By the early 1960s, this hospital was outdated and too small. In the summer of 1968, preparations began for new construction on Michelangelolaan in Woensel. The building was completed in the summer of 1973. During the same period, the hospital was negatively in the news due to disagreements within the thoracic surgery department about the performance of one of the heart surgeons. The move to the new building was used as an opportunity to change the name to Sint Catharina Hospital.

== Name ==
The hospital is named after Saint Catherine of Alexandria, the namesake of the Catharina Church from which the initiative to establish the hospital originated.
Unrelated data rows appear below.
//! `list_scripts`: the published run-script catalog.

use std::time::Instant;

use tracing::{info, info_span, Instrument};

use crate::context::ExecutionContext;
use crate::error::Operation;
use crate::outcome::{RepairOutcome, ScriptListing};

use super::{log_failure, run_interruptible, track, Params};

pub async fn list_scripts(ctx: &ExecutionContext) -> RepairOutcome<ScriptListing> {
    let started = Instant::now();

    let result = run_interruptible(ctx, ctx.catalog().fetch_map())
        .instrument(info_span!("vm_repair.list_scripts"))
        .await;

    let outcome = match result {
        Ok(map) => {
            let message = format!("Fetched {} run scripts.", map.len());
            info!("{message}");
            RepairOutcome::success(message, ScriptListing { map: map.map })
        }
        Err(err) => {
            log_failure(Operation::ListScripts, &err);
            RepairOutcome::failure(Operation::ListScripts, &err)
        }
    };

    track(
        ctx,
        Operation::ListScripts,
        Params::new().into_map(),
        &outcome,
        started,
        None,
    );
    outcome
}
In the Roman Catholic tradition, Catherine is considered the patron saint of hospitals.

== Further Notables ==
In 2004, gynecological oncologist Jurgen Piek was the first in the world to demonstrate that abnormalities indicating precursor stages of cancer in women with a hereditary increased risk of ovarian cancer are not found in the ovaries, but in the fallopian tubes. Later research from other groups worldwide has confirmed this and provides evidence that in at least 60% of non-hereditary cases of ovarian cancer, the fallopian tube is the origin of the cancer.

In 2009, Catharina Hospital was the driving force behind a small but significant adjustment to the angioplasty technique. This led to a worldwide decrease in the number of deaths following angioplasty procedures. The change stemmed from an international study led by two cardiologists from Catharina Hospital: Pim Tonino and Nico Pijls. The study involved one thousand heart patients from twenty hospitals in Europe and the United States. The results were promptly published by the world-renowned medical journal The New England Journal of Medicine.

In 2022, Ferdi Akca became the first heart surgeon in the Netherlands to perform a bypass operation without opening the breastbone with a reciprocating saw. During his training as a heart surgeon, he observed colleagues successfully using minimally invasive surgeries for heart valve replacements. He became convinced that this technique could also be applied to bypass surgeries. In 2024, he began sharing this knowledge with colleagues from both within the Netherlands and abroad.

In 2022, Catharina Hospital launched the Value-Based Healthcare program, also known as Value-Based Care. The program is based on Value-Based Health Care principles. The hospital is working to extract key data on outcomes of care, cost of care, and process quality for a number of conditions. Improvement cycles are implemented for each condition. In 2022, the first 13 conditions were selected, and by the following year, the program expanded to include 20 conditions, predominantly in cardiology and oncology, with other conditions such as maternity care and extreme obesity also selected.

In 2023, Catharina Hospital launched a home monitoring center. Home monitoring allows patients to measure values (e.g., blood sugar or blood pressure) at home via an app on their mobile or tablet and enter the data. Specialized monitoring nurses at the center keep track of recovery in real time via screens and headsets, offering advice when necessary. The benefit is that patients need to visit the hospital less often for routine check-ups. The monitoring center at Catharina Hospital supports various care paths, including COPD, COVID, influenza, gestational diabetes, heart failure, and strokes.

Catharina Hospital closely collaborates with other healthcare institutions, such as Bernhoven Hospital in Uden, Máxima MC in Eindhoven/Veldhoven, Anna Hospital in Geldrop, and Trauma Center Brabant in Tilburg. Since 2024, the heart surgeons at Catharina Hospital have been assisting the trauma surgeons at Elisabeth-TweeSteden Hospital (ETZ) when a patient suffers from a stab or gunshot wound to the heart.

Catharina Hospital also has a research fund, the Catharina Health Foundation, which is dedicated to funding scientific research at the hospital. This is necessary because the hospital does not receive government funding for scientific research; only academic hospitals do. As a top-clinical hospital, Catharina Hospital must seek alternative sources of funding for research.